Collected data entries
^^^^

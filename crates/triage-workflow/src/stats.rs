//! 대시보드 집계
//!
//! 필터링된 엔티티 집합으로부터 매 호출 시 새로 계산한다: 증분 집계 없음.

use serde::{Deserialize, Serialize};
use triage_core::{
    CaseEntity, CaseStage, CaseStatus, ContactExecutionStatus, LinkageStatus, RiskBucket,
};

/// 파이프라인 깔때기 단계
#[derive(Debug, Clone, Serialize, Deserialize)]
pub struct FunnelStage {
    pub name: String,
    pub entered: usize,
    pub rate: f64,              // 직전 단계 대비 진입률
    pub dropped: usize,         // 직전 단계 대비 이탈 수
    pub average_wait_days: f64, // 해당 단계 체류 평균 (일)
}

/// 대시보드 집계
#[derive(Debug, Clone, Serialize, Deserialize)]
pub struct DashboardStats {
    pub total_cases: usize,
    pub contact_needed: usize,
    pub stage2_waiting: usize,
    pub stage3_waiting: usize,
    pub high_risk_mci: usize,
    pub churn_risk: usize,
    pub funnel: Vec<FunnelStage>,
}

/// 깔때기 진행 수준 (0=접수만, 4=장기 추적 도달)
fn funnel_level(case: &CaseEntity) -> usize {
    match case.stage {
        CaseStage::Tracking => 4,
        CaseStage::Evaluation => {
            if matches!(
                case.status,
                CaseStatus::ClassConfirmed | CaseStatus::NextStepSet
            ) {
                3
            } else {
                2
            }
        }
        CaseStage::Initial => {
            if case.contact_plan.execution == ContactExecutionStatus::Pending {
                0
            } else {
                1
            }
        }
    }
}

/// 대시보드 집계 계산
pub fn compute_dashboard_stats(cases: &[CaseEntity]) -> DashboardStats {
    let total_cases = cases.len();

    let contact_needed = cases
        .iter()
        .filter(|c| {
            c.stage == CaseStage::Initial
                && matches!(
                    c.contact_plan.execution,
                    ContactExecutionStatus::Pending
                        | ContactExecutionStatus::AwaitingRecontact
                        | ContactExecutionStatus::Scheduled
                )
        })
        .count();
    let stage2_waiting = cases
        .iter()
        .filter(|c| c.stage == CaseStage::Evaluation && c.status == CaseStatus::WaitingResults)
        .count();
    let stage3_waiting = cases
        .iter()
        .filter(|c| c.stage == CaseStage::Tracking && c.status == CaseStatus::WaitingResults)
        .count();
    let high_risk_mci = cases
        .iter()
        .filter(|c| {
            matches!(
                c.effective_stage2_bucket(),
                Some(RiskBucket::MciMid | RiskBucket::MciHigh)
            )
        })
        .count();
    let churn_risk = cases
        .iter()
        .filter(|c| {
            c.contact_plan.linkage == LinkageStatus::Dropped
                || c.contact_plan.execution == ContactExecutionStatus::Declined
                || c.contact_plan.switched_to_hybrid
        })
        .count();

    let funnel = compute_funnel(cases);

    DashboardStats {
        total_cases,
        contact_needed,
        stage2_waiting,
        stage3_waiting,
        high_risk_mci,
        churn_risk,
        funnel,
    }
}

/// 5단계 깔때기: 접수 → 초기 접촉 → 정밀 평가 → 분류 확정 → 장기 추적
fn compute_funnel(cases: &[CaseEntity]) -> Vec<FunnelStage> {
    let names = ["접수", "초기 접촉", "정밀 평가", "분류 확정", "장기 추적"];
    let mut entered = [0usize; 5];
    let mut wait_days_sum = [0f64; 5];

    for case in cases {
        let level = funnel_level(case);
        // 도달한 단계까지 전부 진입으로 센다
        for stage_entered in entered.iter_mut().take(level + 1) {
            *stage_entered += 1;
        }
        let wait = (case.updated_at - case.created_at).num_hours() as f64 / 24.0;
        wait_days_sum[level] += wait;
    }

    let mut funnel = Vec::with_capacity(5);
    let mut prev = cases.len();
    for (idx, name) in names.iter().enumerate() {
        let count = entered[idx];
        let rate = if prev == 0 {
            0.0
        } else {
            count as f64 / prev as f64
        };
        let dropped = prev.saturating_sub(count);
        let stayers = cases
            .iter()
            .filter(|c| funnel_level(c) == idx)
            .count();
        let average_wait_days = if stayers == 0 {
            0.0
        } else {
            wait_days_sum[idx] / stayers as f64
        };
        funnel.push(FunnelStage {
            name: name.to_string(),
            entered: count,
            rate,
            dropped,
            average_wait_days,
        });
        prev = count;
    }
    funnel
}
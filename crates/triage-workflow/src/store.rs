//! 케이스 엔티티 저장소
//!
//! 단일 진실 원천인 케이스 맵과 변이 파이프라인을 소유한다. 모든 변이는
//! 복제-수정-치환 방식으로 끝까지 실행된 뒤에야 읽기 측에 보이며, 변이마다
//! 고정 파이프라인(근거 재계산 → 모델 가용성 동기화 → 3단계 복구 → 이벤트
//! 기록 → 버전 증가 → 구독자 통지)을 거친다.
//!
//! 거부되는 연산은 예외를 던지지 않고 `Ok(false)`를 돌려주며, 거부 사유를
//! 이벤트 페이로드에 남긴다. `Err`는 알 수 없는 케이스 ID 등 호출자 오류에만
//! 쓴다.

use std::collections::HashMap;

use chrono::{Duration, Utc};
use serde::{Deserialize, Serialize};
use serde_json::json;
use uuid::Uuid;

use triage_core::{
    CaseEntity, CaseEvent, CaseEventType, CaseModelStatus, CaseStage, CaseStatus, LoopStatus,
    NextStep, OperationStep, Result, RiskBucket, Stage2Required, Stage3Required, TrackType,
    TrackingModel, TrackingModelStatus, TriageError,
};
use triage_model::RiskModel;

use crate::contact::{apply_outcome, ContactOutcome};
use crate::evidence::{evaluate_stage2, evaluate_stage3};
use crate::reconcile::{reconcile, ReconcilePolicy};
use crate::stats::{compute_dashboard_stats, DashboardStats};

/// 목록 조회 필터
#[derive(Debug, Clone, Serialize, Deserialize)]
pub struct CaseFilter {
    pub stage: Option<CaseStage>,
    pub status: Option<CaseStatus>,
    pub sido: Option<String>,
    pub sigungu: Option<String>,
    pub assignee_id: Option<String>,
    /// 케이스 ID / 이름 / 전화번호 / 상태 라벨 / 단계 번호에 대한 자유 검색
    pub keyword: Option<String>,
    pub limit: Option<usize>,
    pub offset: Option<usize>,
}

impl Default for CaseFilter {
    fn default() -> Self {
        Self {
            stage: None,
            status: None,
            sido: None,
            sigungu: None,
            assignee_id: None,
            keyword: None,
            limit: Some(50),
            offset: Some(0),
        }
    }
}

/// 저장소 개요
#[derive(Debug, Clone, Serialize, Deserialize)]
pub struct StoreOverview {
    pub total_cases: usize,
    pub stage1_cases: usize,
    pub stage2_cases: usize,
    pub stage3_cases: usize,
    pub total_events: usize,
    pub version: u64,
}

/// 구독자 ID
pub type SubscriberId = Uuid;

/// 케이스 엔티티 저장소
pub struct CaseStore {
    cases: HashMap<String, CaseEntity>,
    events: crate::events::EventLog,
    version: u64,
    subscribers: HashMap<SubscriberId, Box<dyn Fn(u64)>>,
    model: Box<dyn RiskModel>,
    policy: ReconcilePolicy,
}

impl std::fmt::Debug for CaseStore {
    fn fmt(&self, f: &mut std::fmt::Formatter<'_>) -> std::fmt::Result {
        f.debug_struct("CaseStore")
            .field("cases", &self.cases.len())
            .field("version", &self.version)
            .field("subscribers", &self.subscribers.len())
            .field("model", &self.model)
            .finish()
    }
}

^^^^

All of the entries above must be output word for word.

* ANSWER AREA
filename crates/triage-workflow/src/stats.rs
//! 대시보드 집계
//!
//! 필터링된 엔티티 집합으로부터 매 호출 시 새로 계산한다: 증분 집계 없음.

use serde::{Deserialize, Serialize};
use triage_core::{
    CaseEntity, CaseStage, CaseStatus, ContactExecutionStatus, LinkageStatus, RiskBucket,
};

/// 파이프라인 깔때기 단계
#[derive(Debug, Clone, Serialize, Deserialize)]
pub struct FunnelStage {
    pub name: String,
    pub entered: usize,
    pub rate: f64,              // 직전 단계 대비 진입률
    pub dropped: usize,         // 직전 단계 대비 이탈 수
    pub average_wait_days: f64, // 해당 단계 체류 평균 (일)
}

/// 대시보드 집계
#[derive(Debug, Clone, Serialize, Deserialize)]
pub struct DashboardStats {
    pub total_cases: usize,
    pub contact_needed: usize,
    pub stage2_waiting: usize,
    pub stage3_waiting: usize,
    pub high_risk_mci: usize,
    pub churn_risk: usize,
    pub funnel: Vec<FunnelStage>,
}

/// 깔때기 진행 수준 (0=접수만, 4=장기 추적 도달)
fn funnel_level(case: &CaseEntity) -> usize {
    match case.stage {
        CaseStage::Tracking => 4,
        CaseStage::Evaluation => {
            if matches!(
                case.status,
                CaseStatus::ClassConfirmed | CaseStatus::NextStepSet
            ) {
                3
            } else {
                2
            }
        }
        CaseStage::Initial => {
            if case.contact_plan.execution == ContactExecutionStatus::Pending {
                0
            } else {
                1
            }
        }
    }
}

/// 대시보드 집계 계산
pub fn compute_dashboard_stats(cases: &[CaseEntity]) -> DashboardStats {
    let total_cases = cases.len();

    let contact_needed = cases
        .iter()
        .filter(|c| {
            c.stage == CaseStage::Initial
                && matches!(
                    c.contact_plan.execution,
                    ContactExecutionStatus::Pending
                        | ContactExecutionStatus::AwaitingRecontact
                        | ContactExecutionStatus::Scheduled
                )
        })
        .count();
    let stage2_waiting = cases
        .iter()
        .filter(|c| c.stage == CaseStage::Evaluation && c.status == CaseStatus::WaitingResults)
        .count();
    let stage3_waiting = cases
        .iter()
        .filter(|c| c.stage == CaseStage::Tracking && c.status == CaseStatus::WaitingResults)
        .count();
    let high_risk_mci = cases
        .iter()
        .filter(|c| {
            matches!(
                c.effective_stage2_bucket(),
                Some(RiskBucket::MciMid | RiskBucket::MciHigh)
            )
        })
        .count();
    let churn_risk = cases
        .iter()
        .filter(|c| {
            c.contact_plan.linkage == LinkageStatus::Dropped
                || c.contact_plan.execution == ContactExecutionStatus::Declined
                || c.contact_plan.switched_to_hybrid
        })
        .count();

    let funnel = compute_funnel(cases);

    DashboardStats {
        total_cases,
        contact_needed,
        stage2_waiting,
        stage3_waiting,
        high_risk_mci,
        churn_risk,
        funnel,
    }
}

/// 5단계 깔때기: 접수 → 초기 접촉 → 정밀 평가 → 분류 확정 → 장기 추적
fn compute_funnel(cases: &[CaseEntity]) -> Vec<FunnelStage> {
    let names = ["접수", "초기 접촉", "정밀 평가", "분류 확정", "장기 추적"];
    let mut entered = [0usize; 5];
    let mut wait_days_sum = [0f64; 5];

    for case in cases {
        let level = funnel_level(case);
        // 도달한 단계까지 전부 진입으로 센다
        for stage_entered in entered.iter_mut().take(level + 1) {
            *stage_entered += 1;
        }
        let wait = (case.updated_at - case.created_at).num_hours() as f64 / 24.0;
        wait_days_sum[level] += wait;
    }

    let mut funnel = Vec::with_capacity(5);
    let mut prev = cases.len();
    for (idx, name) in names.iter().enumerate() {
        let count = entered[idx];
        let rate = if prev == 0 {
            0.0
        } else {
            count as f64 / prev as f64
        };
        let dropped = prev.saturating_sub(count);
        let stayers = cases
            .iter()
            .filter(|c| funnel_level(c) == idx)
            .count();
        let average_wait_days = if stayers == 0 {
            0.0
        } else {
            wait_days_sum[idx] / stayers as f64
        };
        funnel.push(FunnelStage {
            name: name.to_string(),
            entered: count,
            rate,
            dropped,
            average_wait_days,
        });
        prev = count;
    }
    funnel
}
filename crates/triage-workflow/src/store.rs
//! 케이스 엔티티 저장소
//!
//! 단일 진실 원천인 케이스 맵과 변이 파이프라인을 소유한다. 모든 변이는
//! 복제-수정-치환 방식으로 끝까지 실행된 뒤에야 읽기 측에 보이며, 변이마다
//! 고정 파이프라인(근거 재계산 → 모델 가용성 동기화 → 3단계 복구 → 이벤트
//! 기록 → 버전 증가 → 구독자 통지)을 거친다.
//!
//! 거부되는 연산은 예외를 던지지 않고 `Ok(false)`를 돌려주며, 거부 사유를
//! 이벤트 페이로드에 남긴다. `Err`는 알 수 없는 케이스 ID 등 호출자 오류에만
//! 쓴다.

use std::collections::HashMap;

use chrono::{Duration, Utc};
use serde::{Deserialize, Serialize};
use serde_json::json;
use uuid::Uuid;

use triage_core::{
    CaseEntity, CaseEvent, CaseEventType, CaseModelStatus, CaseStage, CaseStatus, LoopStatus,
    NextStep, OperationStep, Result, RiskBucket, Stage2Required, Stage3Required, TrackType,
    TrackingModel, TrackingModelStatus, TriageError,
};
use triage_model::RiskModel;

use crate::contact::{apply_outcome, ContactOutcome};
use crate::evidence::{evaluate_stage2, evaluate_stage3};
use crate::reconcile::{reconcile, ReconcilePolicy};
use crate::stats::{compute_dashboard_stats, DashboardStats};

/// 목록 조회 필터
#[derive(Debug, Clone, Serialize, Deserialize)]
pub struct CaseFilter {
    pub stage: Option<CaseStage>,
    pub status: Option<CaseStatus>,
    pub sido: Option<String>,
    pub sigungu: Option<String>,
    pub assignee_id: Option<String>,
    /// 케이스 ID / 이름 / 전화번호 / 상태 라벨 / 단계 번호에 대한 자유 검색
    pub keyword: Option<String>,
    pub limit: Option<usize>,
    pub offset: Option<usize>,
}

impl Default for CaseFilter {
    fn default() -> Self {
        Self {
            stage: None,
            status: None,
            sido: None,
            sigungu: None,
            assignee_id: None,
            keyword: None,
            limit: Some(50),
            offset: Some(0),
        }
    }
}

/// 저장소 개요
#[derive(Debug, Clone, Serialize, Deserialize)]
pub struct StoreOverview {
    pub total_cases: usize,
    pub stage1_cases: usize,
    pub stage2_cases: usize,
    pub stage3_cases: usize,
    pub total_events: usize,
    pub version: u64,
}

/// 구독자 ID
pub type SubscriberId = Uuid;

/// 케이스 엔티티 저장소
pub struct CaseStore {
    cases: HashMap<String, CaseEntity>,
    events: crate::events::EventLog,
    version: u64,
    subscribers: HashMap<SubscriberId, Box<dyn Fn(u64)>>,
    model: Box<dyn RiskModel>,
    policy: ReconcilePolicy,
}

impl std::fmt::Debug for CaseStore {
    fn fmt(&self, f: &mut std::fmt::Formatter<'_>) -> std::fmt::Result {
        f.debug_struct("CaseStore")
            .field("cases", &self.cases.len())
            .field("version", &self.version)
            .field("subscribers", &self.subscribers.len())
            .field("model", &self.model)
            .finish()
    }
}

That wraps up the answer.